*WHAT TO DO*: Your answer must be every line of the data below that holds the string "true", copied exactly.

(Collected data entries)
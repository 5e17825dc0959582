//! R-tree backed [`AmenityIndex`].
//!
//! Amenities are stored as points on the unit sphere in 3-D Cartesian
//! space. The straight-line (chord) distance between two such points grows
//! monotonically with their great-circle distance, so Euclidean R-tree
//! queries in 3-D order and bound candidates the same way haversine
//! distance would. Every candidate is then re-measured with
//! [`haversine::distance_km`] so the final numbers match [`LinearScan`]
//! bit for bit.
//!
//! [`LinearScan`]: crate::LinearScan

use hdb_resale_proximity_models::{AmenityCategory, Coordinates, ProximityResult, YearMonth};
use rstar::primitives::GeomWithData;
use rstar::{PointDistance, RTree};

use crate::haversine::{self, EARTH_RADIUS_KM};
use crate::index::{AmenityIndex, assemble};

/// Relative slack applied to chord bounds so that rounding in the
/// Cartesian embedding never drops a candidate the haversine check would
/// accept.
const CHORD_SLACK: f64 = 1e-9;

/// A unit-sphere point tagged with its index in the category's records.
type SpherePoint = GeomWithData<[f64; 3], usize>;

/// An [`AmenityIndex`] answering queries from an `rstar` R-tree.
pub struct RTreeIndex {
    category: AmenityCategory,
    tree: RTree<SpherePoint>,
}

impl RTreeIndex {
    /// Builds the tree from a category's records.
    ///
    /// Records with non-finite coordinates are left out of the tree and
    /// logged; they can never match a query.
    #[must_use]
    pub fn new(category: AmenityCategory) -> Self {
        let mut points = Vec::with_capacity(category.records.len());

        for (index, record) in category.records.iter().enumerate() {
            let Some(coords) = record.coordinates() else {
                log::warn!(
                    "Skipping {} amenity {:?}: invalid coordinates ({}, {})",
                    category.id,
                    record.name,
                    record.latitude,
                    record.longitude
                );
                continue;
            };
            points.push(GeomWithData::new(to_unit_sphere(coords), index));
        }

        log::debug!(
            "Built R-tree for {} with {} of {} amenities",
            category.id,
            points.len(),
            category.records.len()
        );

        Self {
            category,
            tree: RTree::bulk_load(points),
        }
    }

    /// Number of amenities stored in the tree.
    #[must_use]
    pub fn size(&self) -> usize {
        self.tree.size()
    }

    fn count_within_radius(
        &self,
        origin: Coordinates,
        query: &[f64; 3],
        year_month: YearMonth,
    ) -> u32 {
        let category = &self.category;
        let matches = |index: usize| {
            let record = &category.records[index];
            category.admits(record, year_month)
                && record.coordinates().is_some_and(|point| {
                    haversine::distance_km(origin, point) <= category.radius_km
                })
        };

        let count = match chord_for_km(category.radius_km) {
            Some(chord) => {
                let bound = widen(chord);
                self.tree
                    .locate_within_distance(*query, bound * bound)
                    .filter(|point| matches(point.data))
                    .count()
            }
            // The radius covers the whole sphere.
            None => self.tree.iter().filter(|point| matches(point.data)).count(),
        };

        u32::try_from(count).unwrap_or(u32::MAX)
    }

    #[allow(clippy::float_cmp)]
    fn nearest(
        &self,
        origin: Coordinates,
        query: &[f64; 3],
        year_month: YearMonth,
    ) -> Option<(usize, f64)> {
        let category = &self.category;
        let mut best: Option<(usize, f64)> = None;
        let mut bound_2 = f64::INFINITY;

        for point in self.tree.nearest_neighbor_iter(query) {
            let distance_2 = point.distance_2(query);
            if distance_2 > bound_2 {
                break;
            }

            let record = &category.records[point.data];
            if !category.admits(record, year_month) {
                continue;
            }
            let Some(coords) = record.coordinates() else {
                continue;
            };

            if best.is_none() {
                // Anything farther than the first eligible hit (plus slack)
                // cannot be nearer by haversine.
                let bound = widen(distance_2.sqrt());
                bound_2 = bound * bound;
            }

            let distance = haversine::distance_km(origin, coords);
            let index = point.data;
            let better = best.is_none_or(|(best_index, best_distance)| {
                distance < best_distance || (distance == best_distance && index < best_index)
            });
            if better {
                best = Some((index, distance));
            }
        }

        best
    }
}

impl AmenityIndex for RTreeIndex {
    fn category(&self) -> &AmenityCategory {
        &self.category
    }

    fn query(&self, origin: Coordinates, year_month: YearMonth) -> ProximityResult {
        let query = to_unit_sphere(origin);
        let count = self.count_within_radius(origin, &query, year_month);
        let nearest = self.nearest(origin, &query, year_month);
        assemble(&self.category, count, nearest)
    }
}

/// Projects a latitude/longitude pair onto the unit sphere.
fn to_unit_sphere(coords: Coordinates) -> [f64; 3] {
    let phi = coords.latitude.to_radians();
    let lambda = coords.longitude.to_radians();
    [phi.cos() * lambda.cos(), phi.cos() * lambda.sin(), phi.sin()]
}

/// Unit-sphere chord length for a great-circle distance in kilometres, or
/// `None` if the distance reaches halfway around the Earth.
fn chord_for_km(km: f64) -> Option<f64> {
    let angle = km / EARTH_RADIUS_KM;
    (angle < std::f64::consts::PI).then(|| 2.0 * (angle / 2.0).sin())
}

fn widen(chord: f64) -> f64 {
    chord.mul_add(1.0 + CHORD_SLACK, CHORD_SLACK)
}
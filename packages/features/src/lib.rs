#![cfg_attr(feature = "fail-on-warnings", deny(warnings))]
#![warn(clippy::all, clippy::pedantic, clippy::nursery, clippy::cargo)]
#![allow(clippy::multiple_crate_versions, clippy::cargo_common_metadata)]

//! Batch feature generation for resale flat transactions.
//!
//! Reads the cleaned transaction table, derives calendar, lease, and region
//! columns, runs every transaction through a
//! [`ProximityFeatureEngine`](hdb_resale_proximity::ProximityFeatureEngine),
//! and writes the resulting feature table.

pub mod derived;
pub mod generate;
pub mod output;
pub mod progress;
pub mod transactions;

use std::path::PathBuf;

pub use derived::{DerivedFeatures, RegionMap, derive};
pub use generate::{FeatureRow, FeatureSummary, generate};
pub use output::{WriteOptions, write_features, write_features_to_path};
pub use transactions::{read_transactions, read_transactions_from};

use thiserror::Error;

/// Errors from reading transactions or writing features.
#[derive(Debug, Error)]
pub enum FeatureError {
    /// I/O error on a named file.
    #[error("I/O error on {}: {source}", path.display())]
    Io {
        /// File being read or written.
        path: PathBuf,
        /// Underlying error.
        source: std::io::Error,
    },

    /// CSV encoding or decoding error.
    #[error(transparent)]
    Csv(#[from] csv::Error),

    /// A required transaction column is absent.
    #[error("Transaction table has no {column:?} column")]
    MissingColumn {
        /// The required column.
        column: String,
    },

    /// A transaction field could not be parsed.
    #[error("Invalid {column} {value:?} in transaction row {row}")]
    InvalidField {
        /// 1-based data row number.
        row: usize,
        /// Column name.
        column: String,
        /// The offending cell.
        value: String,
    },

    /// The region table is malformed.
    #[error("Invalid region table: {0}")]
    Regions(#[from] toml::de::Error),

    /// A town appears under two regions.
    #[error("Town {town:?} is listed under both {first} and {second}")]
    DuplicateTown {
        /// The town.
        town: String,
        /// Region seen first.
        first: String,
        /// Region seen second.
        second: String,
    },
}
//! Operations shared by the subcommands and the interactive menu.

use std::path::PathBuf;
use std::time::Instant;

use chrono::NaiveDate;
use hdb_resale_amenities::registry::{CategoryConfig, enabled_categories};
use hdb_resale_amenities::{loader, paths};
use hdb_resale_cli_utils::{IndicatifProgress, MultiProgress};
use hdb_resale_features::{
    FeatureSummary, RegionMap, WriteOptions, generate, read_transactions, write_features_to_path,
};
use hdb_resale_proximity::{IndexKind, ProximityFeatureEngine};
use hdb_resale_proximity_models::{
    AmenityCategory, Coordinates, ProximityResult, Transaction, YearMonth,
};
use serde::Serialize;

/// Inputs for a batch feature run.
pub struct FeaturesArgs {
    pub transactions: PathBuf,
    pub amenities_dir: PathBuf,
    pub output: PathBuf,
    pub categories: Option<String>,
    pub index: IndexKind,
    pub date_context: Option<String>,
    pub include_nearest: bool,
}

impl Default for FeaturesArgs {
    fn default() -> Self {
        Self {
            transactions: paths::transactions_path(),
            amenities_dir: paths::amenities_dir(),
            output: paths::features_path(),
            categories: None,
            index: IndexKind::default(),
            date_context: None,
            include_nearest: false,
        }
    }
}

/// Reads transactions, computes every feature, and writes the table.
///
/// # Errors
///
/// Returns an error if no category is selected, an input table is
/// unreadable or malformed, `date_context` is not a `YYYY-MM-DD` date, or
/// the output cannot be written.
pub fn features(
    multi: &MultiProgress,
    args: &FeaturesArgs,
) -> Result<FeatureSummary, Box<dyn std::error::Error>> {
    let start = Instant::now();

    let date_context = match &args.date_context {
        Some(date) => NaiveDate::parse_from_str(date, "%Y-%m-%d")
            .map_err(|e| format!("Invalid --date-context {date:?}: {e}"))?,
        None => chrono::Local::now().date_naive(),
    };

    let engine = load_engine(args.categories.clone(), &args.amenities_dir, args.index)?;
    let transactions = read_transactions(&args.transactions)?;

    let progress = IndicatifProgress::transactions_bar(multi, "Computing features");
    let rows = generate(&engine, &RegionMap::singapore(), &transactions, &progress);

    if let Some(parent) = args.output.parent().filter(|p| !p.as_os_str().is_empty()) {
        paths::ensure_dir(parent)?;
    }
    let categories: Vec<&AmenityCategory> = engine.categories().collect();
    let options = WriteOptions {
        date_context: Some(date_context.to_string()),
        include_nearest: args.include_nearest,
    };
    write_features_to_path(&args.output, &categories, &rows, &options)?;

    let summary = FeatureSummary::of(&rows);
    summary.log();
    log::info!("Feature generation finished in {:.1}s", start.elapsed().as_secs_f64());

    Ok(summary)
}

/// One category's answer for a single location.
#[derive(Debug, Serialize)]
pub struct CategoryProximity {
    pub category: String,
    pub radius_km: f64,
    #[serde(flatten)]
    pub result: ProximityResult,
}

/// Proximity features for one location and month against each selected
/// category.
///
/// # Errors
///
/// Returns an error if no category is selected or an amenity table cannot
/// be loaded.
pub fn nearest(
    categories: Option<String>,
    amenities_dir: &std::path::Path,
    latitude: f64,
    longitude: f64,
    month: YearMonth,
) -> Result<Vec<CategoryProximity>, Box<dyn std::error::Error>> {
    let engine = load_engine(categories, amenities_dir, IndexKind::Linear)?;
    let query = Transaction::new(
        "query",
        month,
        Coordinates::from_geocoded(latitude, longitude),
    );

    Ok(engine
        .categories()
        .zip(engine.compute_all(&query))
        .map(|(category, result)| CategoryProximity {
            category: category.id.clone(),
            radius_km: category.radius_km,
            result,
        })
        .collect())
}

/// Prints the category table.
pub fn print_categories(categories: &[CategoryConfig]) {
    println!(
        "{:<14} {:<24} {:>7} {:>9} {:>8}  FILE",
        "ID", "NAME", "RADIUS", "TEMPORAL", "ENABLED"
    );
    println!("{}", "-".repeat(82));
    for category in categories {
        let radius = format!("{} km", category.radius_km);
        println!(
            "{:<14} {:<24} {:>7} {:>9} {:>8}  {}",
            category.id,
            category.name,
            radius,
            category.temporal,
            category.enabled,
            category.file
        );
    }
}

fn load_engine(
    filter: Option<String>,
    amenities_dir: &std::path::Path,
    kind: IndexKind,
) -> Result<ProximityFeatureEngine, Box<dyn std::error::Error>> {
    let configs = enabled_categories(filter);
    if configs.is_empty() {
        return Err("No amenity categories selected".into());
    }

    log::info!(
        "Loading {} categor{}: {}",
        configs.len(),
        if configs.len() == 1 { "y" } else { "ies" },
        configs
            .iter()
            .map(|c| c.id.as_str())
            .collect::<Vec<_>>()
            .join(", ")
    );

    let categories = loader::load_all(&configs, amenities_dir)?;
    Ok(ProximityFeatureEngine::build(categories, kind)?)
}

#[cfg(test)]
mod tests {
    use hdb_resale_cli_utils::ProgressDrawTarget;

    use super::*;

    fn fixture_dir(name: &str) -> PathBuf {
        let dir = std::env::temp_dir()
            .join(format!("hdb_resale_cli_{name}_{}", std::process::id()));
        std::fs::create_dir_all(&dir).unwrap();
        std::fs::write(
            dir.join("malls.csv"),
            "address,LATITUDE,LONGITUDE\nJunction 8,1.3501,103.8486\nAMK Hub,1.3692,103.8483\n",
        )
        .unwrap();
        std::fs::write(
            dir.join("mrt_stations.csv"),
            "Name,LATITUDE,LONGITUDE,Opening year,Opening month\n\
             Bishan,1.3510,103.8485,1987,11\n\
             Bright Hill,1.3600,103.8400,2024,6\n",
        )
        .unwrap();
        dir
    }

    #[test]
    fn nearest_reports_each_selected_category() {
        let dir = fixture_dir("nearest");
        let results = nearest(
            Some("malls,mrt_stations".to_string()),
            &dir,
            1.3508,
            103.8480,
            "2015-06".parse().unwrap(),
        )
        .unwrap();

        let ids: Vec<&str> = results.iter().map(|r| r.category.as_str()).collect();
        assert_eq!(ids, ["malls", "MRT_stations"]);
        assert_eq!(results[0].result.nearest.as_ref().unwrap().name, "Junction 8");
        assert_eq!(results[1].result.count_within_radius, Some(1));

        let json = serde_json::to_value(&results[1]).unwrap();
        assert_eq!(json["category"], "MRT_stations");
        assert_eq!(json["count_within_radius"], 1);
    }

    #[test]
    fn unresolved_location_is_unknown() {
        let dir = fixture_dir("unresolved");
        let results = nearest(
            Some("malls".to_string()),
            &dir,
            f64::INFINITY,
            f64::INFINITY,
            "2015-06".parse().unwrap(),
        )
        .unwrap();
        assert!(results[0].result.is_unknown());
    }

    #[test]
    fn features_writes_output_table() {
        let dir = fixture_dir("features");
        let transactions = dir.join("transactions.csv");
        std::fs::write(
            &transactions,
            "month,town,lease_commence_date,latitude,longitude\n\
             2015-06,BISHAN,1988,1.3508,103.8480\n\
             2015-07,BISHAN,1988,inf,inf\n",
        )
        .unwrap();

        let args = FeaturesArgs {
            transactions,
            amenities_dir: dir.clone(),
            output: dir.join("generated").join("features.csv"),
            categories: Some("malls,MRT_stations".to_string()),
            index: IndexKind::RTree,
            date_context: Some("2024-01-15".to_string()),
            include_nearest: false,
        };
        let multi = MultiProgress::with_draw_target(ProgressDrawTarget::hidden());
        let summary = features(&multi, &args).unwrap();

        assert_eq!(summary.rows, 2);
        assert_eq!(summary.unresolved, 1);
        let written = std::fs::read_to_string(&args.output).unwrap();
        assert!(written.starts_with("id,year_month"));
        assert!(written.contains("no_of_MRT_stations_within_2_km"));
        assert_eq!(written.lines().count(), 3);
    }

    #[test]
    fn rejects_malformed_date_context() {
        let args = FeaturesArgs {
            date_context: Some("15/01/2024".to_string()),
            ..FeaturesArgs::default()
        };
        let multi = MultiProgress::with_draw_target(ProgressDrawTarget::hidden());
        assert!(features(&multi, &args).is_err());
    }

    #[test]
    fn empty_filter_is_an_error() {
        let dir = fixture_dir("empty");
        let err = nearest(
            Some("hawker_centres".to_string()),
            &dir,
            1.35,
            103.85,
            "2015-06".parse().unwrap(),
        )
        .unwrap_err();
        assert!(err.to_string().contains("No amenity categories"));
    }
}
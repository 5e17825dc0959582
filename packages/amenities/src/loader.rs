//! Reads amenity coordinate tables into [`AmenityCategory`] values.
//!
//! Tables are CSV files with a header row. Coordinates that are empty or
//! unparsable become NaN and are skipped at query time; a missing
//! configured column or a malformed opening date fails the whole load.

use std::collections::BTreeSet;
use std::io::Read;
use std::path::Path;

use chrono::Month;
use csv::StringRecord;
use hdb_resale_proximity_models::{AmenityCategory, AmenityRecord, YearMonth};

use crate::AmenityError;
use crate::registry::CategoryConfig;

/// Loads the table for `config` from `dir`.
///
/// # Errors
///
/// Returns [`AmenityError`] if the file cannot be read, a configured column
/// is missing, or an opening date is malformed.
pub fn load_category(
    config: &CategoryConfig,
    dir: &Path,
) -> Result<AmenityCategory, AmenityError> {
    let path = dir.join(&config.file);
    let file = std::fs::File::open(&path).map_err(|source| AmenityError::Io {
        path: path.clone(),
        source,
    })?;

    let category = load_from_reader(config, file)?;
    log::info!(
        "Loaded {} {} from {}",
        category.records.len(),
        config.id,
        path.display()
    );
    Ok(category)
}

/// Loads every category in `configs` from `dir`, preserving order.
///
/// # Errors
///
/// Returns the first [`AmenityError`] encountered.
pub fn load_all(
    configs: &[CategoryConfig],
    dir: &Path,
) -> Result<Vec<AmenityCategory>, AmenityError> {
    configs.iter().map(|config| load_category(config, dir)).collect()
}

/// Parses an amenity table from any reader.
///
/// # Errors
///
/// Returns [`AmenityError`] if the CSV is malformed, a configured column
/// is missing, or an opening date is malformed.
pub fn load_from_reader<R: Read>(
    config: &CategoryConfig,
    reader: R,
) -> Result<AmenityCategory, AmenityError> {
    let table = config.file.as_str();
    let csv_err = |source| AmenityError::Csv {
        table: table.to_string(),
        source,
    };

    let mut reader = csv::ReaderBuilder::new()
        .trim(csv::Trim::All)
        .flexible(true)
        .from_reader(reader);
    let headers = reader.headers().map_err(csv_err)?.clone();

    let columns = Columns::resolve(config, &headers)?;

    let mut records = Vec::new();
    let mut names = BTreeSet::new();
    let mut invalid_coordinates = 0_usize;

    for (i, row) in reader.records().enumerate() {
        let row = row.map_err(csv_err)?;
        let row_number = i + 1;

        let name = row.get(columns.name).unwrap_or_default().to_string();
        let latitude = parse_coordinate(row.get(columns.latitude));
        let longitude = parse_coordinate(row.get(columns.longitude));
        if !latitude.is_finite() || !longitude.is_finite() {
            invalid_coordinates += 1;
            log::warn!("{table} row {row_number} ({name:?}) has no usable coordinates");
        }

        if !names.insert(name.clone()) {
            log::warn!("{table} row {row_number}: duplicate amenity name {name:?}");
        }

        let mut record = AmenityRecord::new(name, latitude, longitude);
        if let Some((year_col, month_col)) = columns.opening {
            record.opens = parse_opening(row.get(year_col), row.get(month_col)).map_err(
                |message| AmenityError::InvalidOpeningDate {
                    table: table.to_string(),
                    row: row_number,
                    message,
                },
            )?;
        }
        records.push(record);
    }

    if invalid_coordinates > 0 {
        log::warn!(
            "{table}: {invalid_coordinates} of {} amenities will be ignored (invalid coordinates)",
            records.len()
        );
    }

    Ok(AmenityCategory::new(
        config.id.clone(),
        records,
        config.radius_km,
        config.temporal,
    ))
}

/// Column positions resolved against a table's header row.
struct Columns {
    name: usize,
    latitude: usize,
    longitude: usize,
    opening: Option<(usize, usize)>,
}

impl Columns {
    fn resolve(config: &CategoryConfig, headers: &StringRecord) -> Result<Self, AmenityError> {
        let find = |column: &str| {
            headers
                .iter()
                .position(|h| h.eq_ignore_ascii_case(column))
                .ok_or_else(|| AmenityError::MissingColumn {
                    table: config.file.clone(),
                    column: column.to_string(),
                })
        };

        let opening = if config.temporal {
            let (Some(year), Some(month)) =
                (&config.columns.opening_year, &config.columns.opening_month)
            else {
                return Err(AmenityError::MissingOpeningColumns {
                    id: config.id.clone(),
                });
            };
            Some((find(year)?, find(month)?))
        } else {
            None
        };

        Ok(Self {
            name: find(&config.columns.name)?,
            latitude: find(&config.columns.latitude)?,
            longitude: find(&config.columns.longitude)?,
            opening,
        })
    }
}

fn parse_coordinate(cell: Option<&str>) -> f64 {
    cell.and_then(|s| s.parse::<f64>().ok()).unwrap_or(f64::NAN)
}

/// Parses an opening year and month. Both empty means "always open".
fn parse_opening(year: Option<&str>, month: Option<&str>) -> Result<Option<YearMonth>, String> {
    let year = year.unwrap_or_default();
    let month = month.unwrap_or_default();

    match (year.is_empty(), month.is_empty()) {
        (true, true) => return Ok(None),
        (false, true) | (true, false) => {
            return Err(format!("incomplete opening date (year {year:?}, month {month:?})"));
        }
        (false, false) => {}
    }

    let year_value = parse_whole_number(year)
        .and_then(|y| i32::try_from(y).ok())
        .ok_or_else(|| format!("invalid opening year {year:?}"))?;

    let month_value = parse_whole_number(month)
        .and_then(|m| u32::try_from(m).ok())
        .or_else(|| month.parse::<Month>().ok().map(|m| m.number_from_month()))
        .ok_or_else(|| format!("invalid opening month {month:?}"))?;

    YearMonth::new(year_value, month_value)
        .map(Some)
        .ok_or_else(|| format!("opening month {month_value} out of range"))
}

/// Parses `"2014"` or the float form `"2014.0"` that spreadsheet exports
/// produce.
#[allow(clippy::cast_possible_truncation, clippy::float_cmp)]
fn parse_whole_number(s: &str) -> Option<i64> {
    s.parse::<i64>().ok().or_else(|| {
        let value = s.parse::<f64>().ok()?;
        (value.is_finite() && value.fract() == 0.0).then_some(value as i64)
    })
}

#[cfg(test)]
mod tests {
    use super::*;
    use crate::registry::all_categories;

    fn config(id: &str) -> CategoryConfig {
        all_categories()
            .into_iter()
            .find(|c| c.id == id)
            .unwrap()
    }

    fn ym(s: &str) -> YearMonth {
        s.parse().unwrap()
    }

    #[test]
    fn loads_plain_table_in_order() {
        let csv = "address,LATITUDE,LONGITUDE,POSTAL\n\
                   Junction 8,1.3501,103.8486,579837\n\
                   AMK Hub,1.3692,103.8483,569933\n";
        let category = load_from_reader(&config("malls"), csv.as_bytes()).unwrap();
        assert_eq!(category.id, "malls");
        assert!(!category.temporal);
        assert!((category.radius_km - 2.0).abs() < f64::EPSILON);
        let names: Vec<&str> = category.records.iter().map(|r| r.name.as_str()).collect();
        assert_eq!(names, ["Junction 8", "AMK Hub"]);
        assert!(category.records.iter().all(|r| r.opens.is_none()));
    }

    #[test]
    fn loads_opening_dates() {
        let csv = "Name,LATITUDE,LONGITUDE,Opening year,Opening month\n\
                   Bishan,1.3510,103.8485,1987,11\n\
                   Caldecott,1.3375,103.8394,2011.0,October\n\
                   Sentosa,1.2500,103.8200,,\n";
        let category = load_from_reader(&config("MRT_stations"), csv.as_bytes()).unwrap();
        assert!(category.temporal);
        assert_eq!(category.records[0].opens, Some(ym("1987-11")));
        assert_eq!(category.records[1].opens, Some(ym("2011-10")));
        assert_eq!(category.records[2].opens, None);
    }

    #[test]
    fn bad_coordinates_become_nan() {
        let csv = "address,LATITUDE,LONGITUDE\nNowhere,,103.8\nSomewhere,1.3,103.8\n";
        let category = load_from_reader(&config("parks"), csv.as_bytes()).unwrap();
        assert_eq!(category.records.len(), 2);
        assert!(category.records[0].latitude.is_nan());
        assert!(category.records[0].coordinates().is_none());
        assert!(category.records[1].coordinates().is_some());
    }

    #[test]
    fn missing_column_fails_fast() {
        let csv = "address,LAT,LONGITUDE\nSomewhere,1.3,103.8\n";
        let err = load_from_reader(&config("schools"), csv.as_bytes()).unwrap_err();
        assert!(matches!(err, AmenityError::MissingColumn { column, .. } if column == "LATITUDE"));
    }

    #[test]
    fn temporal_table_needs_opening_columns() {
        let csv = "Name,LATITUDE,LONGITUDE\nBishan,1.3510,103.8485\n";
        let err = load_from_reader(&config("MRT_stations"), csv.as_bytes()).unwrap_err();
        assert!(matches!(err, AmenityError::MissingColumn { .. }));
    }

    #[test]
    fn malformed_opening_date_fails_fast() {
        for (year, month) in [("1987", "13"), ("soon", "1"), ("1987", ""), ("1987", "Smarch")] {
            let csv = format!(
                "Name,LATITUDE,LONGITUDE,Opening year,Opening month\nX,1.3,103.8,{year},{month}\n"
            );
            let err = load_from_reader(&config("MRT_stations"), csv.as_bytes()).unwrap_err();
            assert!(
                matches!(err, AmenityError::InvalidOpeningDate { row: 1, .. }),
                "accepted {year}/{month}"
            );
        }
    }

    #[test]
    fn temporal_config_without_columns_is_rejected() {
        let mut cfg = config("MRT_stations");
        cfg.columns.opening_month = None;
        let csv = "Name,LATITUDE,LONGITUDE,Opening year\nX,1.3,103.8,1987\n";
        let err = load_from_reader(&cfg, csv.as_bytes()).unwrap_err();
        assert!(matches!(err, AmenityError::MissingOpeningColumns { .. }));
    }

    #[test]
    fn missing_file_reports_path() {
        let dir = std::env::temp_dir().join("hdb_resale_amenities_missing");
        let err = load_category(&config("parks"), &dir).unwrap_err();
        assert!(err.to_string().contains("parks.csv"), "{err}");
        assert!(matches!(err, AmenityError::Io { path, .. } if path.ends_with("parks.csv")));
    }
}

*EXERCISE ANSWER*:
        .flexible(true)
        (true, true) => return Ok(None),
        (false, true) | (true, false) => {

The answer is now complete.